>> Freja Beha Erichsen hasn't been far from the top for a number of seasons now, but it really is "The Summer of Freja," as The Cut put it. She's scored Vogue Paris, Vogue UK, and i-D covers in the last couple of months, plus made a clean sweep of the Fall 2010 campaign game, appearing in Chanel, Valentino, and Tom Ford eyewear ads. Add to that the new Balenciaga campaign, just out (below), where she appears alongside Karen Elson (also fronting Louis Vuitton this season) and Stella Tennant (who is moonlighting for Salvatore Ferragamo Fall 2010 as well), Meghan Collison, Eliza Cummings, Valerija Kelava, Mirte Maas, and Julija Stepanoviciute, all shot by Steven Meisel.
Posts for July 21st 2010
>> Alber Elbaz Doesn't Believe in Pushy Salespeople —At the end of the week, Lanvin is opening its first Manhattan boutique at 815 Madison Ave; a Los Angeles outpost, too, is in the works. “My dream when I started at Lanvin was to create this kind of luxury supermarket,” Elbaz said of the store experience. “It would have everything you needed — T-shirts, bridal dresses, jeans, handbags, jewelry and shoes." As for his sales philosophy: “In Paris I said [to the associates], ‘Please don’t sell,The only thing I would love you to do is help the women look beautiful. The moment they look beautiful, they will buy.’” [WWD]
>> Courtney Love, who launched WhatCourtneyWoreToday.com last week, has been gifted many a designer dud over the years, but she's typically given it an unconventional welcome. She's set fire to some of it (“Marc [Jacobs] sent me and Kurt [Cobain] his Perry Ellis grunge collection . . . We burned it. We were punkers — we didn’t like that kind of thing.”); tried to take shears to some of it (“I went to whack [a floral, Empire-waist couture gown given to her by John Galliano in 1997] with scissors because it would be more useful that way . . . Somebody said to me, ‘You aren’t whacking s--t and this is why,’ and explained to me what couture was.") . . . and has even worked out in some of it ("I perform in Rick [Owens], I sleep in Rick and I jog in Rick. I have, like, eight pairs of his harem pants.
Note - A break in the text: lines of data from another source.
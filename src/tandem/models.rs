//! Data models for X!Tandem result structures
//!
//! These models mirror the `group`/`protein`/`peptide`/`domain` nesting of
//! a bioml document. Attributes are kept optional where the document may
//! omit them; required-ness is enforced by the consumers.

use serde::Serialize;

/// Fragment ion series reported by X!Tandem
#[derive(Debug, Clone, Copy, PartialEq, Eq, Hash, PartialOrd, Ord, Serialize)]
#[serde(rename_all = "lowercase")]
pub enum IonChannel {
    A,
    B,
    C,
    X,
    Y,
    Z,
}

impl IonChannel {
    /// All channels, in feature order
    pub const ALL: [IonChannel; 6] = [
        IonChannel::A,
        IonChannel::B,
        IonChannel::C,
        IonChannel::X,
        IonChannel::Y,
        IonChannel::Z,
    ];

    /// Position of the channel in [`IonChannel::ALL`]
    pub fn index(self) -> usize {
        self as usize
    }

    pub fn letter(self) -> char {
        match self {
            IonChannel::A => 'a',
            IonChannel::B => 'b',
            IonChannel::C => 'c',
            IonChannel::X => 'x',
            IonChannel::Y => 'y',
            IonChannel::Z => 'z',
        }
    }

    /// Domain attribute holding the channel score, e.g. `y_score`
    pub fn score_attribute(self) -> &'static str {
        match self {
            IonChannel::A => "a_score",
            IonChannel::B => "b_score",
            IonChannel::C => "c_score",
            IonChannel::X => "x_score",
            IonChannel::Y => "y_score",
            IonChannel::Z => "z_score",
        }
    }

    /// Domain attribute holding the matched ion count, e.g. `y_ions`
    pub fn ions_attribute(self) -> &'static str {
        match self {
            IonChannel::A => "a_ions",
            IonChannel::B => "b_ions",
            IonChannel::C => "c_ions",
            IonChannel::X => "x_ions",
            IonChannel::Y => "y_ions",
            IonChannel::Z => "z_ions",
        }
    }

    /// Name of the ion-fraction feature derived from this channel
    pub fn feature_name(self) -> String {
        format!("frac_ion_{}", self.letter())
    }
}

/// Score and matched-ion count of one ion series
///
/// Built when the domain carries either attribute.
#[derive(Debug, Clone, Copy, Default, PartialEq)]
pub struct ChannelReading {
    pub score: Option<f64>,
    pub ions: Option<u32>,
}

impl ChannelReading {
    /// Both score and ion count present; only complete readings mark a
    /// channel as detected
    pub fn is_complete(&self) -> bool {
        self.score.is_some() && self.ions.is_some()
    }
}

/// Explicit residue modification attached to a domain (`<aa>` element)
#[derive(Debug, Clone, Default, PartialEq)]
pub struct AaModification {
    /// Residue that was modified
    pub residue: Option<char>,
    /// Absolute position in the protein
    pub at: i64,
    /// Modification mass as written in the document
    pub modified: String,
}

/// One candidate alignment of a peptide to a spectrum
#[derive(Debug, Clone, Default, PartialEq)]
pub struct Domain {
    pub id: Option<String>,
    pub seq: Option<String>,
    /// Calculated peptide mass (plus a proton)
    pub mh: Option<f64>,
    /// Observed minus calculated mass
    pub delta: Option<f64>,
    pub hyperscore: Option<f64>,
    pub nextscore: Option<f64>,
    /// Residues preceding the peptide, `[` at the protein N-terminus
    pub pre: Option<String>,
    /// Residues following the peptide, `]` at the protein C-terminus
    pub post: Option<String>,
    pub start: Option<i64>,
    pub end: Option<i64>,
    /// Per-channel readings, indexed by [`IonChannel::index`]
    pub channels: [Option<ChannelReading>; 6],
    pub modifications: Vec<AaModification>,
}

impl Domain {
    pub fn channel(&self, channel: IonChannel) -> Option<&ChannelReading> {
        self.channels[channel.index()].as_ref()
    }
}

/// A protein hit and the peptide candidates it contributed
#[derive(Debug, Clone, Default, PartialEq)]
pub struct ProteinMatch {
    /// Protein label, restricted to printable ASCII
    pub label: String,
    pub domains: Vec<Domain>,
}

/// All identifications for one spectrum (`<group type="model">`)
#[derive(Debug, Clone, Default, PartialEq)]
pub struct SpectrumResult {
    pub id: Option<String>,
    /// Precursor mass (plus a proton)
    pub mh: Option<f64>,
    /// Precursor charge
    pub z: Option<u32>,
    /// log10 of the summed fragment intensities
    pub sum_i: Option<f64>,
    /// Maximum fragment intensity
    pub max_i: Option<f64>,
    /// Intensity normalisation factor
    pub f_i: Option<f64>,
    pub proteins: Vec<ProteinMatch>,
}

impl SpectrumResult {
    /// Iterate over every domain of every protein, in document order
    pub fn domains(&self) -> impl Iterator<Item = &Domain> {
        self.proteins.iter().flat_map(|p| p.domains.iter())
    }

    /// True when the group carries at least one domain
    pub fn has_domains(&self) -> bool {
        self.domains().next().is_some()
    }

    /// Spectrum id for diagnostics
    pub fn display_id(&self) -> String {
        self.id.clone().unwrap_or_else(|| "<unknown>".to_string())
    }
}

/// Keep only printable ASCII characters of a protein label
pub fn sanitize_label(label: &str) -> String {
    label
        .chars()
        .filter(|c| c.is_ascii() && !c.is_ascii_control())
        .collect()
}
I’ve been running in Rick Owens for years.")
Erin Wasson's x RVCA is reportedly kaput.
Christian Lacroix's new designer wants to do something for H&M or Target.
Costume National's Ennio Capasa launches more affordable EEQUAL line.
Dolce & Gabbana credit Beckham with revolutionizing menswear.
>> Diane von Furstenberg Loves Her Some Leopard Print —Last night, Diane von Furstenberg participated in a TimesTalks panel in New York alongside Fern Mallis, Prabal Gurung, and Norma Kamali, where she talked about the significance of her signature wrap dress — "To me, it's a dress that always reflects the beginning of your life. I mean, it's 'Oh, I wore that when I got my first job,' or 'Oh, I got laid.'" — and her obsession with a certain animal print: "Leopard print is completely timeless. It was hot in the thirties, in the forties, in the fifties, in the sixties, in the seventies — all the decades. Why? Because there's nothing more beautiful that the leopard, and the way the print moves on the skin and goes up and down. And when I did my first wrap dress, I did a leopard print. And by the way, I keep on doing it, and people keep on buying it. There's something about how the woman feels feline. It's kind of nice to feel feline." [The Cut]
>> CNN: Revealed, which has featured Carine Roitfeld, Liya Kebede, and Diane von Furstenberg in the past, focuses on Domenico Dolce and Stefano Gabbana this month. The 30 minute video profile follows the designers through two seasons of menswear and captures them in between, relaxing at their home in Portofino.
Although the two haven't been romantically involved since 2005, they consistently stress throughout the video special how well they continue to complement each other. "I don't talk to anyone," Dolce quips, "And he talks to everybody." As longtime brand model David Gandy puts it: "[Stefano] sort of looks after the visuals and the branding, and Domenico is more in charge of styling and the shows. So they're very different. One has a very dry sense of humor and the other is more hands-on and in the limelight."
Dolce also mentions their humble beginnings: "We produced the first womenswear Dolce & Gabbana show alone. We organised it in one small studio, we didn't have money to pay the models so we asked all our friends to come. We didn't have money for shoes and bags so all the people used their personal accessories. For the curtain we attached the sheet I had bought for my house, but it was too short and beneath it you could see people's feet."